Reconnaissons que l’évaluation des politiques économiques est un exercice délicat. Pour être convaincant, l’évaluateur doit pouvoir démontrer que l’effet qu’il constate est bien le résultat de la politique, tout en sachant qu’une politique économique n’est pas une simple force exercée sur un corps inerte dans un espace sans frottement. Le corps social est en effet tout sauf inerte et l’environnement économique est un champ de forces contradictoires qui donne une résonance contextuelle à toute politique économique. Dit autrement, les conditions de l’expérience de science physique sont loin de se rencontrer en économie et en sciences humaines en général.

Il faut donc, par divers moyens de contrôle statistique, isoler l’effet de la politique en question sur la variable d’intérêt de tous les autres déterminants de cette variable qui ont pu jouer sur elle au même moment. Ainsi par exemple, si on cherche à connaître l’effet du CICE sur l’emploi, il faut connaître l’ensemble des déterminants de l’emploi autre que le CICE qui ont pu jouer au même moment. Idéalement, il nous faudrait connaître ce qu’auraient fait les entreprises sur la même période si elles n’avaient pas bénéficié du CICE. Mais comme nous ne pouvons cloner ni les individus, ni les entreprises, on ne saura jamais quelles décisions d’emploi les entreprises auraient prises si la politique du CICE n’avait pas été mise en place. On peut envisager alors de comparer un groupe d’entreprises qui a reçu le CICE et un autre groupe d’entreprises en tous points semblables aux précédentes sauf en ce qui concerne la perception du CICE (méthode statistiques d’appariement). Au-delà de la difficulté statistique de constituer ces deux groupes d’entreprises semblables et dont on s’attend à des décisions comparables, le problème propre au CICE est que quasiment toutes les entreprises sont éligibles au CICE (voir Guillou et Treibich, 2015) et celles qui n’ont pas réclamé le CICE en 2013 peuvent difficilement être considérées comme semblables aux autres dans la mesure où le non recours n’est absolument pas aléatoire. A défaut, il faudra donc trouver des parades statistiques de contrôle.

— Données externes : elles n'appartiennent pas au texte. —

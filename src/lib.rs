//! # Recency Cache
//!
//! A thread-safe, in-memory key/value cache with:
//! - **Least-recently-used eviction** over an O(1) hash index + recency list
//! - **Three independent limits**: entry count, total cost, and entry age
//! - **Background trimming** on a per-cache worker thread
//! - **Deferred release** of evicted values, never under the cache lock
//! - **Lifecycle hooks** for memory pressure and backgrounding
//!
//! ## Quick Start
//!
//! ```rust
//! use std::sync::Arc;
//! use std::time::Duration;
//!
//! use recency_cache::CacheBuilder;
//!
//! #[derive(Debug, PartialEq)]
//! struct Thumbnail {
//!     pixels: Vec<u8>,
//! }
//!
//! let cache = CacheBuilder::new()
//!     .name("thumbnails")
//!     .count_limit(1_000)
//!     .cost_limit(16 * 1024 * 1024)
//!     .age_limit(Duration::from_secs(600))
//!     .build::<String, Thumbnail>()
//!     .unwrap();
//!
//! // Insert with an explicit cost, e.g. the decoded size in bytes
//! let thumb = Thumbnail { pixels: vec![0; 4096] };
//! cache.put_with_cost("cat.png".to_string(), thumb, 4096);
//!
//! // Lookups return an Arc and mark the entry most recently used
//! let hit: Option<Arc<Thumbnail>> = cache.get("cat.png");
//! assert_eq!(hit.map(|t| t.pixels.len()), Some(4096));
//! assert_eq!(cache.total_cost(), 4096);
//! ```
//!
//! ## Limits
//!
//! The count limit is enforced inline by `put`: inserting past it evicts the
//! least recently used entry before `put` returns. Exceeding the cost limit
//! queues a trim on the background worker instead, so the total cost may
//! briefly overshoot. The age limit is enforced by the periodic trim pass,
//! which also re-applies the count and cost limits. All three can be enforced
//! on demand with [`Cache::trim_to_count`], [`Cache::trim_to_cost`] and
//! [`Cache::trim_to_age`].
//!
//! ## Thread Safety
//!
//! The cache is `Send + Sync` and can be shared across threads via `Arc`:
//!
//! ```rust
//! use std::sync::Arc;
//! use std::thread;
//!
//! use recency_cache::Cache;
//!
//! let cache: Arc<Cache<u64, u64>> = Arc::new(Cache::new());
//!
//! let handles: Vec<_> = (0..4)
//!     .map(|i| {
//!         let cache = cache.clone();
//!         thread::spawn(move || {
//!             cache.put(i, i * 10);
//!         })
//!     })
//!     .collect();
//!
//! for handle in handles {
//!     handle.join().unwrap();
//! }
//! assert_eq!(cache.total_count(), 4);
//! ```
//!
//! ## Logging
//!
//! The crate emits [`tracing`] events: `debug` for trims, reconfiguration and
//! lifecycle events, `warn` when the background worker cannot be started.

mod builder;
mod cache;
mod config;
mod error;
mod hooks;
mod index;
mod metrics;
mod release;
mod scheduler;
mod traits;
mod trim;

pub use builder::CacheBuilder;
pub use cache::Cache;
pub use config::{CacheConfig, DEFAULT_AUTO_TRIM_INTERVAL};
pub use deepsize::DeepSizeOf;
pub use error::ConfigError;
pub use hooks::{LifecycleCallback, LifecycleEvent};
pub use metrics::CacheMetrics;
pub use traits::{CacheKey, CacheValue};
use std::borrow::Borrow;
use std::fmt;
use std::hash::Hash;
use std::io;
use std::sync::Arc;
use std::sync::atomic::{AtomicBool, Ordering};
use std::time::{Duration, Instant};

use deepsize::DeepSizeOf;
use parking_lot::{Mutex, RwLock};
use tracing::{debug, warn};

use crate::config::CacheConfig;
use crate::error::ConfigError;
use crate::hooks::{Hooks, LifecycleCallback, LifecycleEvent};
use crate::index::OrderedIndex;
use crate::metrics::{CacheMetrics, Stats};
use crate::release::{Holder, PendingReleases, ReleaseRoute};
use crate::scheduler::{Job, JobQueue, TrimScheduler};
use crate::traits::{CacheKey, CacheValue};

/// Pending owner-thread releases drained per cache call on the owner thread.
const MAX_PENDING_RELEASES: usize = 16;

/// Holders the owner queue keeps before overflow goes to the worker.
const PENDING_RELEASE_CAPACITY: usize = 1024;

/// State shared between the cache handle and its trim worker.
pub(crate) struct Inner<K, V> {
	/// The only lock guarding entries and aggregates
	pub(crate) index: Mutex<OrderedIndex<K, V>>,
	pub(crate) settings: RwLock<CacheConfig>,
	pub(crate) stats: Stats,
	/// Set while a reactive cost trim is queued but not yet started
	pub(crate) cost_trim_queued: AtomicBool,
	jobs: Arc<JobQueue<K, V>>,
	pending: PendingReleases<K, V>,
}

impl<K: CacheKey, V: CacheValue> Inner<K, V> {
	fn new(config: CacheConfig, jobs: Arc<JobQueue<K, V>>) -> Self {
		Self {
			index: Mutex::new(OrderedIndex::new()),
			settings: RwLock::new(config),
			stats: Stats::default(),
			cost_trim_queued: AtomicBool::new(false),
			jobs,
			pending: PendingReleases::new(PENDING_RELEASE_CAPACITY),
		}
	}

	pub(crate) fn label(&self) -> String {
		self.settings.read().label().to_owned()
	}

	/// Drop a holder according to the release settings. Must be called
	/// without the index lock held.
	pub(crate) fn release(&self, holder: Holder<K, V>) {
		if holder.is_empty() {
			return;
		}
		let (on_owner_thread, asynchronously) = {
			let settings = self.settings.read();
			(settings.release_on_main_thread, settings.release_asynchronously)
		};
		let caller_is_owner = on_owner_thread && self.pending.is_owner();

		match ReleaseRoute::select(on_owner_thread, asynchronously, caller_is_owner) {
			ReleaseRoute::Inline => drop(holder),
			ReleaseRoute::Background => self.dispatch(Job::Release(holder)),
			ReleaseRoute::Owner => {
				if let Err(holder) = self.pending.defer(holder) {
					self.dispatch(Job::Release(holder));
				}
			}
		}
	}

	/// Release a bounded batch of deferred holders if called on the owner
	/// thread.
	fn drain_owned(&self) {
		if !self.pending.is_empty() && self.pending.is_owner() {
			self.pending.drain(MAX_PENDING_RELEASES);
		}
	}

	/// Queue a cost trim unless one is already waiting.
	fn request_cost_trim(&self) {
		if !self.cost_trim_queued.swap(true, Ordering::AcqRel) {
			self.dispatch(Job::TrimToCost);
		}
	}

	/// Hand a job to the worker, or run it here if there is none.
	fn dispatch(&self, job: Job<K, V>) {
		if let Err(job) = self.jobs.submit(job) {
			match job {
				Job::Release(holder) => drop(holder),
				Job::TrimToCost => self.run_cost_trim_job(),
			}
		}
	}
}

/// Thread-safe LRU cache bounded by entry count, total cost and entry age.
///
/// Share it across threads via `Arc<Cache<K, V>>`. Every operation takes a
/// single mutex for O(1) work; expensive work happens elsewhere:
///
/// - **Count overflow** from a `put` evicts the least recently used entry
///   inline. A single put can only overshoot the count limit by one.
/// - **Cost overflow** queues a cost trim on the background worker, so `put`
///   never blocks on a long eviction sweep.
/// - **Age** is enforced by the periodic trim, which runs the cost, count and
///   age sweeps every `auto_trim_interval`.
///
/// Evicted values are never dropped while the lock is held. See
/// [`CacheConfig::release_asynchronously`] and
/// [`CacheConfig::release_on_main_thread`] for where they are dropped.
///
/// # Example
///
/// ```
/// use recency_cache::CacheBuilder;
///
/// let cache = CacheBuilder::new().count_limit(2).build::<&str, u32>().unwrap();
///
/// cache.put("a", 1);
/// cache.put("b", 2);
/// cache.get("a");
/// cache.put("c", 3);
///
/// assert!(cache.contains_key("a"));
/// assert!(!cache.contains_key("b"));
/// assert!(cache.contains_key("c"));
/// ```
pub struct Cache<K: CacheKey, V: CacheValue> {
	pub(crate) inner: Arc<Inner<K, V>>,
	hooks: Hooks<K, V>,
	scheduler: Option<TrimScheduler<K, V>>,
}

impl<K: CacheKey, V: CacheValue> Cache<K, V> {
	/// Create an unbounded cache with default settings.
	///
	/// If the background worker cannot be started, the cache still works but
	/// runs trims and releases on the calling thread. Use
	/// [`Cache::with_config`] to treat that as an error instead.
	pub fn new() -> Self {
		let (cache, spawn_error) = Self::assemble(CacheConfig::default());
		if let Some(err) = spawn_error {
			warn!(error = %err, "trim worker unavailable, trimming on caller threads");
		}
		cache
	}

	/// Create a cache from an explicit configuration.
	pub fn with_config(config: CacheConfig) -> Result<Self, ConfigError> {
		config.validate()?;
		match Self::assemble(config) {
			(cache, None) => Ok(cache),
			(_, Some(err)) => Err(ConfigError::Spawn(err)),
		}
	}

	fn assemble(config: CacheConfig) -> (Self, Option<io::Error>) {
		let label = config.label().to_owned();
		let jobs = Arc::new(JobQueue::new(config.auto_trim_interval));
		let inner = Arc::new(Inner::new(config, Arc::clone(&jobs)));

		let (scheduler, spawn_error) =
			match TrimScheduler::spawn(jobs, Arc::downgrade(&inner), &label) {
				Ok(scheduler) => (Some(scheduler), None),
				Err(err) => (None, Some(err)),
			};

		let cache = Self {
			inner,
			hooks: Hooks::new(),
			scheduler,
		};
		(cache, spawn_error)
	}

	/// Look up a value and mark it most recently used.
	pub fn get<Q>(&self, key: &Q) -> Option<Arc<V>>
	where
		K: Borrow<Q>,
		Q: Hash + Eq + ?Sized,
	{
		self.inner.drain_owned();
		let value = {
			let mut index = self.inner.index.lock();
			index.touch(key, Instant::now())
		};
		self.inner.stats.record_lookup(value.is_some());
		value
	}

	/// Look up a value and clone it out of the cache.
	///
	/// Use [`get`](Self::get) if cloning `V` is expensive.
	pub fn get_clone<Q>(&self, key: &Q) -> Option<V>
	where
		K: Borrow<Q>,
		Q: Hash + Eq + ?Sized,
		V: Clone,
	{
		self.get(key).map(|value| (*value).clone())
	}

	/// Insert or replace a value with zero cost.
	pub fn put(&self, key: K, value: V) {
		self.put_with_cost(key, value, 0);
	}

	/// Insert or replace a value, using its deep heap size as its cost.
	pub fn put_sized(&self, key: K, value: V)
	where
		V: DeepSizeOf,
	{
		let cost = value.deep_size_of() as u64;
		self.put_with_cost(key, value, cost);
	}

	/// Insert or replace a value with the given cost.
	///
	/// The entry becomes the most recently used. If this puts the cache over
	/// its count limit, the least recently used entry is evicted before
	/// returning. If it puts the cache over its cost limit, a cost trim is
	/// queued on the background worker.
	pub fn put_with_cost(&self, key: K, value: V, cost: u64) {
		self.inner.drain_owned();

		let (count_limit, cost_limit) = {
			let settings = self.inner.settings.read();
			(settings.count_limit, settings.cost_limit)
		};
		let value = Arc::new(value);
		let mut holder = Holder::new();

		let over_cost = {
			let mut index = self.inner.index.lock();
			let replaced = index.upsert(key, value, cost, Instant::now());
			self.inner.stats.record_write(replaced.is_some());
			if let Some(old) = replaced {
				holder.push_replaced(old);
			}
			if count_limit.is_some_and(|limit| index.total_count() > limit)
				&& let Some(evicted) = index.remove_tail()
			{
				holder.push(evicted);
			}
			cost_limit.is_some_and(|limit| index.cost_exceeds(limit))
		};

		self.inner.stats.record_evictions(holder.entries());
		if over_cost {
			self.inner.request_cost_trim();
		}
		self.inner.release(holder);
	}

	/// Remove a key, returning its value if it was present.
	pub fn remove<Q>(&self, key: &Q) -> Option<Arc<V>>
	where
		K: Borrow<Q>,
		Q: Hash + Eq + ?Sized,
	{
		self.inner.drain_owned();
		let node = self.inner.index.lock().remove(key)?;
		self.inner.stats.record_removal();
		Some(node.value)
	}

	/// Remove every entry.
	pub fn clear(&self) {
		self.inner.drain_owned();
		let holder = Holder::detached(self.inner.index.lock().remove_all());
		self.inner.release(holder);
	}

	/// Check whether a key is present without touching it.
	pub fn contains_key<Q>(&self, key: &Q) -> bool
	where
		K: Borrow<Q>,
		Q: Hash + Eq + ?Sized,
	{
		self.inner.drain_owned();
		self.inner.index.lock().contains(key)
	}

	/// Number of entries.
	pub fn total_count(&self) -> usize {
		self.inner.drain_owned();
		self.inner.index.lock().total_count()
	}

	/// Sum of entry costs, saturated at `u64::MAX`.
	pub fn total_cost(&self) -> u64 {
		self.inner.drain_owned();
		self.inner.index.lock().total_cost()
	}

	/// Number of entries. Same as [`total_count`](Self::total_count).
	pub fn len(&self) -> usize {
		self.total_count()
	}

	pub fn is_empty(&self) -> bool {
		self.inner.drain_owned();
		self.inner.index.lock().is_empty()
	}

	/// Evict least recently used entries until at most `limit` remain.
	///
	/// A limit of zero removes everything. Returns the number of evicted
	/// entries. Runs on the calling thread, one entry per lock acquisition.
	pub fn trim_to_count(&self, limit: usize) -> usize {
		self.inner.trim_to_count(limit)
	}

	/// Evict least recently used entries until the total cost is at most
	/// `limit`. A limit of zero removes everything.
	pub fn trim_to_cost(&self, limit: u64) -> usize {
		self.inner.trim_to_cost(limit)
	}

	/// Evict every entry not touched within `limit`. A zero limit removes
	/// everything.
	pub fn trim_to_age(&self, limit: Duration) -> usize {
		self.inner.trim_to_age(limit)
	}

	/// Drop all values waiting for the owner thread.
	///
	/// Only meaningful with [`CacheConfig::release_on_main_thread`]. Every
	/// cache call on the owner thread already releases a small batch; this
	/// releases everything at once. Call it from the thread that built the
	/// cache, e.g. once per event loop turn. Returns the number of holders
	/// released.
	pub fn release_pending(&self) -> usize {
		self.inner.pending.drain(usize::MAX)
	}

	/// Host signalled memory pressure.
	///
	/// Runs the memory pressure callback, then clears the cache if
	/// `clear_on_memory_pressure` is set.
	pub fn on_memory_pressure(&self) {
		self.handle_event(LifecycleEvent::MemoryPressure);
	}

	/// Host moved to the background.
	///
	/// Runs the background callback, then clears the cache if
	/// `clear_on_background` is set.
	pub fn on_background(&self) {
		self.handle_event(LifecycleEvent::Background);
	}

	fn handle_event(&self, event: LifecycleEvent) {
		debug!(cache = %self.inner.label(), ?event, "lifecycle event");

		if let Some(callback) = self.hooks.get(event) {
			callback(self);
		}

		let should_clear = {
			let settings = self.inner.settings.read();
			match event {
				LifecycleEvent::MemoryPressure => settings.clear_on_memory_pressure,
				LifecycleEvent::Background => settings.clear_on_background,
			}
		};
		if should_clear {
			self.clear();
		}
	}

	pub fn set_memory_pressure_callback<F>(&self, callback: F)
	where
		F: Fn(&Cache<K, V>) + Send + Sync + 'static,
	{
		let callback: LifecycleCallback<K, V> = Arc::new(callback);
		self.hooks.set(LifecycleEvent::MemoryPressure, Some(callback));
	}

	pub fn set_background_callback<F>(&self, callback: F)
	where
		F: Fn(&Cache<K, V>) + Send + Sync + 'static,
	{
		let callback: LifecycleCallback<K, V> = Arc::new(callback);
		self.hooks.set(LifecycleEvent::Background, Some(callback));
	}

	pub fn clear_memory_pressure_callback(&self) {
		self.hooks.set(LifecycleEvent::MemoryPressure, None);
	}

	pub fn clear_background_callback(&self) {
		self.hooks.set(LifecycleEvent::Background, None);
	}

	/// Snapshot of the current configuration.
	pub fn config(&self) -> CacheConfig {
		self.inner.settings.read().clone()
	}

	/// The cache's name, if one was configured.
	pub fn name(&self) -> Option<String> {
		self.inner.settings.read().name.clone()
	}

	/// Replace the whole configuration.
	///
	/// Lowered limits are enforced by the next trim pass or `put`, not by this
	/// call.
	pub fn configure(&self, config: CacheConfig) -> Result<(), ConfigError> {
		config.validate()?;
		let interval = config.auto_trim_interval;
		debug!(cache = config.label(), ?config, "reconfigured cache");
		*self.inner.settings.write() = config;
		self.inner.jobs.set_interval(interval);
		Ok(())
	}

	pub fn set_count_limit(&self, limit: Option<usize>) {
		self.inner.settings.write().count_limit = limit;
	}

	pub fn set_cost_limit(&self, limit: Option<u64>) {
		self.inner.settings.write().cost_limit = limit;
	}

	pub fn set_age_limit(&self, limit: Option<Duration>) {
		self.inner.settings.write().age_limit = limit;
	}

	/// Change the periodic trim interval. `None` stops periodic trimming.
	pub fn set_auto_trim_interval(&self, interval: Option<Duration>) -> Result<(), ConfigError> {
		if let Some(every) = interval
			&& every.is_zero()
		{
			return Err(ConfigError::ZeroTrimInterval(every));
		}
		self.inner.settings.write().auto_trim_interval = interval;
		self.inner.jobs.set_interval(interval);
		Ok(())
	}

	pub fn set_release_on_main_thread(&self, enabled: bool) {
		self.inner.settings.write().release_on_main_thread = enabled;
	}

	pub fn set_release_asynchronously(&self, enabled: bool) {
		self.inner.settings.write().release_asynchronously = enabled;
	}

	pub fn set_clear_on_memory_pressure(&self, enabled: bool) {
		self.inner.settings.write().clear_on_memory_pressure = enabled;
	}

	pub fn set_clear_on_background(&self, enabled: bool) {
		self.inner.settings.write().clear_on_background = enabled;
	}

	/// Current counters and totals.
	pub fn metrics(&self) -> CacheMetrics {
		let (total_count, total_cost) = {
			let index = self.inner.index.lock();
			(index.total_count(), index.total_cost())
		};
		let cost_limit = self.inner.settings.read().cost_limit;
		self.inner.stats.snapshot(total_count, total_cost, cost_limit)
	}

	#[cfg(test)]
	pub(crate) fn keys_by_recency(&self) -> Vec<K> {
		self.inner.index.lock().keys_by_recency()
	}

	#[cfg(test)]
	pub(crate) fn check_invariants(&self) {
		self.inner.index.lock().check_invariants();
	}
}

impl<K: CacheKey, V: CacheValue> Default for Cache<K, V> {
	fn default() -> Self {
		Self::new()
	}
}

impl<K: CacheKey, V: CacheValue> fmt::Debug for Cache<K, V> {
	fn fmt(&self, f: &mut fmt::Formatter<'_>) -> fmt::Result {
		let (total_count, total_cost) = {
			let index = self.inner.index.lock();
			(index.total_count(), index.total_cost())
		};
		f.debug_struct("Cache")
			.field("name", &self.name())
			.field("total_count", &total_count)
			.field("total_cost", &total_cost)
			.field("pending_releases", &self.inner.pending.len())
			.finish_non_exhaustive()
	}
}

impl<K: CacheKey, V: CacheValue> Drop for Cache<K, V> {
	fn drop(&mut self) {
		// Stop the worker before the internals go away.
		drop(self.scheduler.take());
		self.inner.pending.drain(usize::MAX);
	}
}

Idéalement, les économètres souhaiteraient que les décideurs politiques mettent en place des politiques de manière expérimentale dans des sous-groupes de population dont les caractéristiques ne sont a priori guère différentes de la population non-soumise à la politique (par exemple dans une région géographique) et qui plus est, que cette politique ne soit pas annoncée à l’avance pour qu’elle ne soit pas anticipée par les acteurs, ce qui fausserait l’analyse de leurs réactions.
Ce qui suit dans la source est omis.